I don't care about the content on the old 1.5T HD. I can get the S3 back up and running, but kinda wanted to get full use of the new 1.5T HD to get me back where I was before. 

thanks for your help.


----------



## ThAbtO (Apr 6, 2000)

You might have clicked YES to Limit to 1TB, should be NO. Also should be NO to that Expand one, then just do MFSAdd manually.


----------



## jmbach (Jan 1, 2009)

rmassey said:


> I have a TiVo Series3 (OLED TCD648250B). In 2010 I updated the drive to a 1.5T WD EARS HD and expanded it up to the 1.26T capacity via WinMFS. I turned off intelipark via WDidle3 /d. This worked fine for 2.5 years. The S3 has recently begun to reboot and so I decided to just re-image a new drive. I took backups of my original 250G HD in 2010.
> 
> So I restore the image to another WD 1.5T with intelipark turned off, I answer yes to expand and then supersize it. Put it back into the Tivo and it reports 36 hrs of HD capacity, when I expect to see 157 Hrs.
> 
> ...


Curious and interesting. 
Make sure run WinMFS as administrator.
Try saying no right after the restore to expand the drive. Check MFSInfo and see what information it gives. If you can post it here. Then run MFSAdd and if it asks to limit the drive to 1TB tell it no. Then run Supersize. After that MFSInfo again and compare the two outputs. Post the information pre and post MFSAdd so we can see what else can be done.


----------



## sbourgeo (Nov 10, 2000)

Did you use the same eSata drive dock when you imaged the original 1.5 TB drive in 2010? If not, have you tried imaging the new drive without it?


----------



## dlfl (Jul 6, 2006)

Curious that 157 hrs is what is normally reported for a 1 TB drive -- sounds like you never actually had more than that in use.


----------



## rmassey (Sep 5, 2002)

Thanks for the suggestions. 

I&#8217;m running WinMFS as administrator.

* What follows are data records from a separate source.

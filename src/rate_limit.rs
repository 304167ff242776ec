//! Fixed-window rate limiting
//!
//! A counter per identifier (IP or user ID) resets at discrete window
//! boundaries. This is intentionally a fixed window, not a sliding one, so
//! bursts across a boundary are accepted; callers that need smoother
//! behavior should shorten the window.

use crate::store::CounterStore;
use crate::types::{RateLimitCounter, RateLimitDecision};
use chrono::{DateTime, Duration, Utc};
use std::sync::Arc;
use tracing::{info, warn};

/// Fixed-window rate limiter over an injected counter store
pub struct RateLimiter {
    counters: Arc<dyn CounterStore>,
}

impl RateLimiter {
    /// Create a limiter backed by the given store
    pub fn new(counters: Arc<dyn CounterStore>) -> Self {
        Self { counters }
    }

    /// Check whether `identifier` may make another request in the current
    /// window of `window` length allowing `max_requests` requests
    ///
    /// Once an identifier exceeds the limit it stays blocked, without further
    /// counting, until its window resets or the entry is purged. Denial is a
    /// normal result, not an error; callers map it to a throttling response.
    pub fn check(
        &self,
        identifier: &str,
        window: Duration,
        max_requests: u32,
    ) -> RateLimitDecision {
        self.check_at(identifier, window, max_requests, Utc::now())
    }

    fn check_at(
        &self,
        identifier: &str,
        window: Duration,
        max_requests: u32,
        now: DateTime<Utc>,
    ) -> RateLimitDecision {
        let init = RateLimitCounter {
            count: 0,
            reset_time: now + window,
            blocked: false,
        };

        let state = self.counters.apply(identifier, init, &mut |counter| {
            if now > counter.reset_time {
                counter.count = 0;
                counter.reset_time = now + window;
                counter.blocked = false;
            }
            if counter.blocked {
                return;
            }
            counter.count += 1;
            if counter.count > max_requests {
                counter.blocked = true;
            }
        });

        if state.blocked {
            warn!("Rate limit exceeded: {}", identifier);
        }

        RateLimitDecision {
            allowed: !state.blocked,
            reset_time: state.reset_time,
        }
    }

    /// Drop entries whose window has fully elapsed
    ///
    /// Bounds memory growth; a genuinely new window then starts from zero.
    /// Intended to be called from a periodic maintenance job.
    pub fn purge_expired(&self) -> usize {
        let removed = self.counters.purge_expired(Utc::now());
        if removed > 0 {
            info!("Rate limiter cleanup: {} entries removed", removed);
        }
        removed
    }

    /// Explicitly forget an identifier
    pub fn reset(&self, identifier: &str) {
        self.counters.remove(identifier);
    }

    /// Number of identifiers currently tracked
    pub fn tracked_identifiers(&self) -> usize {
        self.counters.len()
    }
}

#[cfg(test)]
mod tests {
    use super::*;
    use crate::store::InMemoryCounterStore;

    fn limiter() -> RateLimiter {
        RateLimiter::new(Arc::new(InMemoryCounterStore::new()))
    }

    #[test]
    fn test_allows_up_to_max() {
        let limiter = limiter();
        let window = Duration::minutes(1);

        for _ in 0..5 {
            let decision = limiter.check("10.0.0.1", window, 5);
            assert!(decision.allowed);
        }

        let denied = limiter.check("10.0.0.1", window, 5);
        assert!(!denied.allowed);
        assert!(denied.reset_time > Utc::now());
    }

    #[test]
    fn test_block_is_sticky_without_counting() {
        let store = Arc::new(InMemoryCounterStore::new());
        let limiter = RateLimiter::new(Arc::clone(&store) as Arc<dyn CounterStore>);
        let window = Duration::minutes(1);

        for _ in 0..10 {
            limiter.check("user-1", window, 2);
        }

        // Count stops at max + 1; hammering does not inflate it
        let state = store.apply(
            "user-1",
            RateLimitCounter {
                count: 0,
                reset_time: Utc::now(),
                blocked: false,
            },
            &mut |_| {},
        );
        assert!(state.blocked);
        assert_eq!(state.count, 3);
    }

    #[test]
    fn test_window_reset_restores_allowance() {
        let limiter = limiter();
        let window = Duration::minutes(1);
        let start = Utc::now();

        for _ in 0..3 {
            limiter.check_at("user-1", window, 2, start);
        }
        assert!(!limiter.check_at("user-1", window, 2, start).allowed);

        // Past the window boundary the identifier starts fresh
        let later = start + Duration::minutes(2);
        let decision = limiter.check_at("user-1", window, 2, later);
        assert!(decision.allowed);
        assert!(decision.reset_time > later);
    }

    #[test]
    fn test_identifiers_are_independent() {
        let limiter = limiter();
        let window = Duration::minutes(1);

        assert!(limiter.check("a", window, 1).allowed);
        assert!(!limiter.check("a", window, 1).allowed);
        assert!(limiter.check("b", window, 1).allowed);
    }

    #[test]
    fn test_purge_and_reset() {
        let limiter = limiter();

        limiter.check_at(
            "stale",
            Duration::minutes(1),
            5,
            Utc::now() - Duration::minutes(10),
        );
        limiter.check("fresh", Duration::minutes(5), 5);
        assert_eq!(limiter.tracked_identifiers(), 2);

        assert_eq!(limiter.purge_expired(), 1);
        assert_eq!(limiter.tracked_identifiers(), 1);

        limiter.reset("fresh");
        assert_eq!(limiter.tracked_identifiers(), 0);
    }

    #[test]
    fn test_concurrent_checks_do_not_lose_updates() {
        let limiter = Arc::new(limiter());
        let window = Duration::minutes(1);

        let handles: Vec<_> = (0..4)
            .map(|_| {
                let limiter = Arc::clone(&limiter);
                std::thread::spawn(move || {
                    (0..50)
                        .filter(|_| limiter.check("shared", window, 100).allowed)
                        .count()
                })
            })
            .collect();

        let allowed: usize = handles.into_iter().map(|h| h.join().unwrap()).sum();
        // 200 concurrent checks against a limit of 100: exactly 100 admitted
        assert_eq!(allowed, 100);
    }
}
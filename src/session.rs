//! Session validation

use crate::store::EventStore;
use crate::types::{SessionContext, SessionVerdict};
use chrono::{Duration, Utc};
use std::sync::Arc;

/// Maximum session age before forced re-authentication
const MAX_SESSION_AGE_HOURS: i64 = 24;

/// Trailing window checked for suspicious activity
const SUSPICIOUS_WINDOW_HOURS: i64 = 1;

/// Risk score above which a user's recent activity invalidates the session
const SUSPICIOUS_SCORE: u8 = 50;

/// Validates sessions against age and recent risk activity
///
/// Rules run in order and the first failure wins: an expired session is
/// reported as expired even if the user also has suspicious activity.
pub struct SessionValidator {
    events: Arc<dyn EventStore>,
}

impl SessionValidator {
    /// Create a validator over the given event store
    pub fn new(events: Arc<dyn EventStore>) -> Self {
        Self { events }
    }

    /// Check a session; never errors on well-formed input
    pub fn validate(&self, session: &SessionContext) -> SessionVerdict {
        let now = Utc::now();

        if now - session.last_activity > Duration::hours(MAX_SESSION_AGE_HOURS) {
            return SessionVerdict::rejected("Session expired");
        }

        let since = now - Duration::hours(SUSPICIOUS_WINDOW_HOURS);
        let suspicious = self
            .events
            .recent_for_user(&session.user_id, since)
            .iter()
            .any(|e| e.risk_score.map_or(false, |s| s > SUSPICIOUS_SCORE));

        if suspicious {
            return SessionVerdict::rejected("Suspicious activity detected");
        }

        SessionVerdict::ok()
    }
}
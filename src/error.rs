//! Error types for the fraud and security subsystem

use thiserror::Error;

/// Subsystem error
#[derive(Debug, Error)]
pub enum Error {
    /// Malformed or missing required input (caller bug, not retryable)
    #[error("Invalid argument: {0}")]
    InvalidArgument(String),

    /// Ciphertext could not be decoded or authenticated
    #[error("Decryption failed: {0}")]
    DecryptionFailure(String),

    /// Cipher-layer failure while encrypting
    #[error("Encryption failed: {0}")]
    EncryptionFailure(String),

    /// Required configuration absent or unusable at startup
    #[error("Missing configuration: {0}")]
    ConfigurationMissing(String),
}

/// Result type
pub type Result<T> = std::result::Result<T, Error>;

>> Did you use the same eSata drive dock when you imaged the original 1.5 TB drive in 2010?
I really have no idea if I used the same dock. I was just trying to avoid opening up a case and messing with Sata + power connectors. I can do that, I just went with the dock for simplicity.

>> Curious that 157 hrs is what is normally reported for a 1 TB drive &#8211;
Correct, I was mistaken. My previous 1.5T drive reported 213 hrs HD and 1860 SD

I'll re-image with the suggestions and post MFSInfo before and after and see if we can get this working.


----------



## unitron (Apr 28, 2006)

rmassey said:


> I have a TiVo Series3 (OLED TCD648250B). In 2010 I updated the drive to a 1.5T WD EARS HD and expanded it up to the 1.26T capacity via WinMFS. I turned off intelipark via WDidle3 /d. This worked fine for 2.5 years. The S3 has recently begun to reboot and so I decided to just re-image a new drive. I took backups of my original 250G HD in 2010.
> 
> So I restore the image to another WD 1.5T with intelipark turned off, I answer yes to expand and then supersize it. Put it back into the Tivo and it reports 36 hrs of HD capacity, when I expect to see 157 Hrs.
> 
> ...


Was the TiVo software already updated to 11.0k before you imaged the original drive?

There's no reason that you have to keep the swap size the same (just don't make it smaller, but you can make it bigger if you want to).

Did you check to see if your power supply might be the reason for the reboots?


----------



## rmassey (Sep 5, 2002)

unitron said:


> Was the TiVo software already updated to 11.0k before you imaged the original drive?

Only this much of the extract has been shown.